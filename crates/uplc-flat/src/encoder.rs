//! Bit-level writer
//!
//! Bits are packed most significant first. The writer keeps the partially
//! filled byte apart from the finished buffer, so any number of independent
//! encoders can run at once.

use crate::error::{FlatError, FlatResult};
use crate::zigzag::zigzag_big;
use num_bigint::{BigInt, BigUint};

/// Largest chunk of a byte array
pub const MAX_CHUNK_LEN: usize = 255;

/// Accumulates FLAT bits into bytes
#[derive(Debug, Default)]
pub struct Encoder {
    buffer: Vec<u8>,
    current: u8,
    /// Bits already used in `current` (0..8)
    used_bits: u32,
}

impl Encoder {
    pub fn new() -> Self {
        Self::default()
    }

    /// Number of bits written so far
    pub fn bit_len(&self) -> usize {
        self.buffer.len() * 8 + self.used_bits as usize
    }

    pub fn bit(&mut self, value: bool) {
        if value {
            self.current |= 0x80 >> self.used_bits;
        }
        self.used_bits += 1;
        if self.used_bits == 8 {
            self.buffer.push(self.current);
            self.current = 0;
            self.used_bits = 0;
        }
    }

    /// Write the low `width` bits of `value`, failing if it has more
    pub fn bits(&mut self, width: u32, value: u64) -> FlatResult<()> {
        if width > 64 || (width < 64 && value >> width != 0) {
            return Err(FlatError::TagOverflow { value, width });
        }
        for shift in (0..width).rev() {
            self.bit((value >> shift) & 1 == 1);
        }
        Ok(())
    }

    fn byte(&mut self, value: u8) {
        if self.used_bits == 0 {
            self.buffer.push(value);
        } else {
            for shift in (0..8).rev() {
                self.bit((value >> shift) & 1 == 1);
            }
        }
    }

    /// Variable-length unsigned integer: 7-bit groups, low group first,
    /// high bit set on every group but the last
    pub fn word(&mut self, mut value: u64) {
        loop {
            let group = (value & 0x7f) as u8;
            value >>= 7;
            if value == 0 {
                self.byte(group);
                return;
            }
            self.byte(group | 0x80);
        }
    }

    /// Arbitrary-precision form of [`Encoder::word`]
    pub fn big_word(&mut self, value: &BigUint) {
        let mut groups = value.to_radix_le(128);
        if groups.is_empty() {
            groups.push(0);
        }
        let last = groups.len().saturating_sub(1);
        for (i, group) in groups.into_iter().enumerate() {
            if i < last {
                self.byte(group | 0x80);
            } else {
                self.byte(group);
            }
        }
    }

    /// Signed integer as a zigzagged [`Encoder::big_word`]
    pub fn integer(&mut self, value: &BigInt) {
        self.big_word(&zigzag_big(value));
    }

    pub fn bool(&mut self, value: bool) {
        self.bit(value);
    }

    /// Pad to the byte boundary with zeros ending in a one
    ///
    /// An already aligned writer emits a whole `0x01` byte.
    pub fn filler(&mut self) {
        self.current |= 1;
        self.buffer.push(self.current);
        self.current = 0;
        self.used_bits = 0;
    }

    /// Aligned byte array in length-prefixed chunks, ending with an empty chunk
    pub fn bytes(&mut self, bytes: &[u8]) {
        self.filler();
        for chunk in bytes.chunks(MAX_CHUNK_LEN) {
            self.buffer.push(chunk.len() as u8);
            self.buffer.extend_from_slice(chunk);
        }
        self.buffer.push(0);
    }

    pub fn utf8(&mut self, text: &str) {
        self.bytes(text.as_bytes());
    }

    /// Each item behind a 1 bit, then a closing 0 bit
    pub fn list_with<T, F>(&mut self, items: &[T], mut encode: F) -> FlatResult<()>
    where
        F: FnMut(&mut Self, &T) -> FlatResult<()>,
    {
        for item in items {
            self.bit(true);
            encode(self, item)?;
        }
        self.bit(false);
        Ok(())
    }

    /// Finished bytes; a partial final byte is zero-padded
    pub fn finish(mut self) -> Vec<u8> {
        if self.used_bits > 0 {
            self.buffer.push(self.current);
        }
        self.buffer
    }
}
//! Error types for FLAT encoding and decoding

use thiserror::Error;
use uplc_core::CoreError;

/// Result type for FLAT operations
pub type FlatResult<T> = Result<T, FlatError>;

/// Errors that can occur while reading or writing FLAT bytes
#[derive(Debug, Error)]
pub enum FlatError {
    /// A read ran past the end of the input
    #[error("out of bounds: needed {needed} bits at bit offset {offset}, input is {size} bytes")]
    OutOfBounds {
        offset: usize,
        needed: usize,
        size: usize,
    },

    /// A value does not fit in its fixed-width field
    #[error("value {value} does not fit in {width} bits")]
    TagOverflow { value: u64, width: u32 },

    /// Term tag with no assigned constructor
    #[error("unknown term tag {tag} at bit offset {offset}")]
    UnknownTermTag { tag: u8, offset: usize },

    /// Constant type tag with no assigned type
    #[error("unknown constant type tag {tag} at bit offset {offset}")]
    UnknownConstantTag { tag: u8, offset: usize },

    /// Type tag list that does not spell a complete type
    #[error("malformed constant type tags {tags:?} at bit offset {offset}")]
    MalformedTypeTags { tags: Vec<u8>, offset: usize },

    /// Constant type with no FLAT encoding
    #[error("constant type {0} has no FLAT encoding")]
    UnsupportedConstant(String),

    /// Constant value disagrees with its declared type
    #[error("type mismatch: expected {expected}, found {found}")]
    TypeMismatch { expected: String, found: String },

    /// Variable-length word longer than 64 bits
    #[error("word overflows 64 bits at bit offset {offset}")]
    WordOverflow { offset: usize },

    /// De Bruijn index beyond the platform's index range
    #[error("de Bruijn index {value} is out of range at bit offset {offset}")]
    IndexOverflow { value: u64, offset: usize },

    /// Decoded number too large for its field
    #[error("{field} value {value} is out of range at bit offset {offset}")]
    FieldOverflow {
        field: &'static str,
        value: u64,
        offset: usize,
    },

    /// String constant is not valid UTF-8
    #[error("invalid UTF-8 in string at bit offset {offset}")]
    InvalidUtf8 { offset: usize },

    /// Filler bits that are not zeros followed by a one
    #[error("malformed filler at bit offset {offset}")]
    MisalignedFiller { offset: usize },

    /// Bytes left after the program's final filler
    #[error("{remaining} trailing bytes after program")]
    TrailingBytes { remaining: usize },

    /// Term nesting exceeds the configured limit
    #[error("term nesting exceeds limit of {limit}")]
    DepthLimit { limit: usize },

    /// Error from the term model or the Plutus Data codec
    #[error("core error: {0}")]
    Core(#[from] CoreError),

    /// Invalid hex input
    #[error("invalid hex: {0}")]
    Hex(#[from] hex::FromHexError),
}
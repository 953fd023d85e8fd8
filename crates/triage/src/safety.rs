//! Deterministic safety assessment over the hypothesis signal.
//!
//! This is the single boundary where a probabilistic signal becomes a
//! finite control-flow decision.  It decides nothing about episode identity
//! and asks no questions — it only gates whether extracted fields may be
//! committed.

use serde::Serialize;

use crate::signal::EpisodeHypothesisSignal;

/// Finite safety decision gating extraction commits.
#[derive(Debug, Clone, Copy, PartialEq, Eq, Serialize)]
#[serde(rename_all = "snake_case")]
pub enum EpisodeSafetyStatus {
    /// Single hypothesis, no pivot: safe to commit to the current episode.
    SafeToExtract,
    /// Multiple hypotheses detected: not safe to commit.
    AmbiguousMultiple,
    /// Single hypothesis but the patient appears to have switched problems.
    AmbiguousPivot,
}

impl EpisodeSafetyStatus {
    pub fn as_str(self) -> &'static str {
        match self {
            Self::SafeToExtract => "safe_to_extract",
            Self::AmbiguousMultiple => "ambiguous_multiple",
            Self::AmbiguousPivot => "ambiguous_pivot",
        }
    }

    pub fn is_safe(self) -> bool {
        self == Self::SafeToExtract
    }
}

/// Assessment policy.  `zero_hypothesis_safe` preserves the current rule
/// that an utterance referencing no problem at all (off-topic input) is
/// treated as safe rather than soft-blocked; operators can flip it once the
/// triage model is trusted to distinguish the two.
#[derive(Debug, Clone, Copy)]
pub struct SafetyPolicy {
    pub zero_hypothesis_safe: bool,
}

impl Default for SafetyPolicy {
    fn default() -> Self {
        Self { zero_hypothesis_safe: true }
    }
}

/// Collapse a hypothesis signal into a safety status.
///
/// Pure and total.  Fixed precedence: multiple hypotheses, then pivot, then
/// safe.  Confidence bands are intentionally ignored — the assessment is
/// conservative, preferring an unnecessary narrowing prompt over committing
/// data to the wrong episode.
pub fn assess_episode_safety(
    signal: &EpisodeHypothesisSignal,
    policy: SafetyPolicy,
) -> EpisodeSafetyStatus {
    if signal.hypothesis_count > 1 {
        return EpisodeSafetyStatus::AmbiguousMultiple;
    }
    if signal.pivot_detected {
        return EpisodeSafetyStatus::AmbiguousPivot;
    }
    if signal.hypothesis_count == 0 && !policy.zero_hypothesis_safe {
        return EpisodeSafetyStatus::AmbiguousPivot;
    }
    EpisodeSafetyStatus::SafeToExtract
}

#[cfg(test)]
mod tests {
    use crate::signal::{ConfidenceBand, EpisodeHypothesisSignal};

    use super::{assess_episode_safety, EpisodeSafetyStatus, SafetyPolicy};

    fn signal(count: u8, pivot: bool) -> EpisodeHypothesisSignal {
        EpisodeHypothesisSignal {
            hypothesis_count: count,
            confidence_band: ConfidenceBand::Low,
            pivot_detected: pivot,
            pivot_confidence_band: ConfidenceBand::Low,
        }
    }

    #[test]
    fn single_hypothesis_without_pivot_is_safe() {
        assert_eq!(
            assess_episode_safety(&signal(1, false), SafetyPolicy::default()),
            EpisodeSafetyStatus::SafeToExtract
        );
    }

    #[test]
    fn multiple_hypotheses_win_over_pivot() {
        // Safety monotonicity: count > 1 is MULTIPLE regardless of pivot.
        assert_eq!(
            assess_episode_safety(&signal(2, true), SafetyPolicy::default()),
            EpisodeSafetyStatus::AmbiguousMultiple
        );
        assert_eq!(
            assess_episode_safety(&signal(2, false), SafetyPolicy::default()),
            EpisodeSafetyStatus::AmbiguousMultiple
        );
    }

    #[test]
    fn pivot_with_single_hypothesis_is_ambiguous() {
        assert_eq!(
            assess_episode_safety(&signal(1, true), SafetyPolicy::default()),
            EpisodeSafetyStatus::AmbiguousPivot
        );
    }

    #[test]
    fn zero_hypotheses_follow_the_policy_knob() {
        assert_eq!(
            assess_episode_safety(&signal(0, false), SafetyPolicy::default()),
            EpisodeSafetyStatus::SafeToExtract
        );
        let strict = SafetyPolicy { zero_hypothesis_safe: false };
        assert_eq!(
            assess_episode_safety(&signal(0, false), strict),
            EpisodeSafetyStatus::AmbiguousPivot
        );
    }

    #[test]
    fn confidence_bands_are_ignored() {
        let mut low = signal(1, false);
        low.confidence_band = ConfidenceBand::Low;
        let mut high = signal(1, false);
        high.confidence_band = ConfidenceBand::High;
        assert_eq!(
            assess_episode_safety(&low, SafetyPolicy::default()),
            assess_episode_safety(&high, SafetyPolicy::default())
        );
    }
}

- _Aim of the task_: Each line of the entries holding the string "Bruijn" should be found and copied.

- _Exercise result_:
    /// De Bruijn index beyond the platform's index range
    #[error("de Bruijn index {value} is out of range at bit offset {offset}")]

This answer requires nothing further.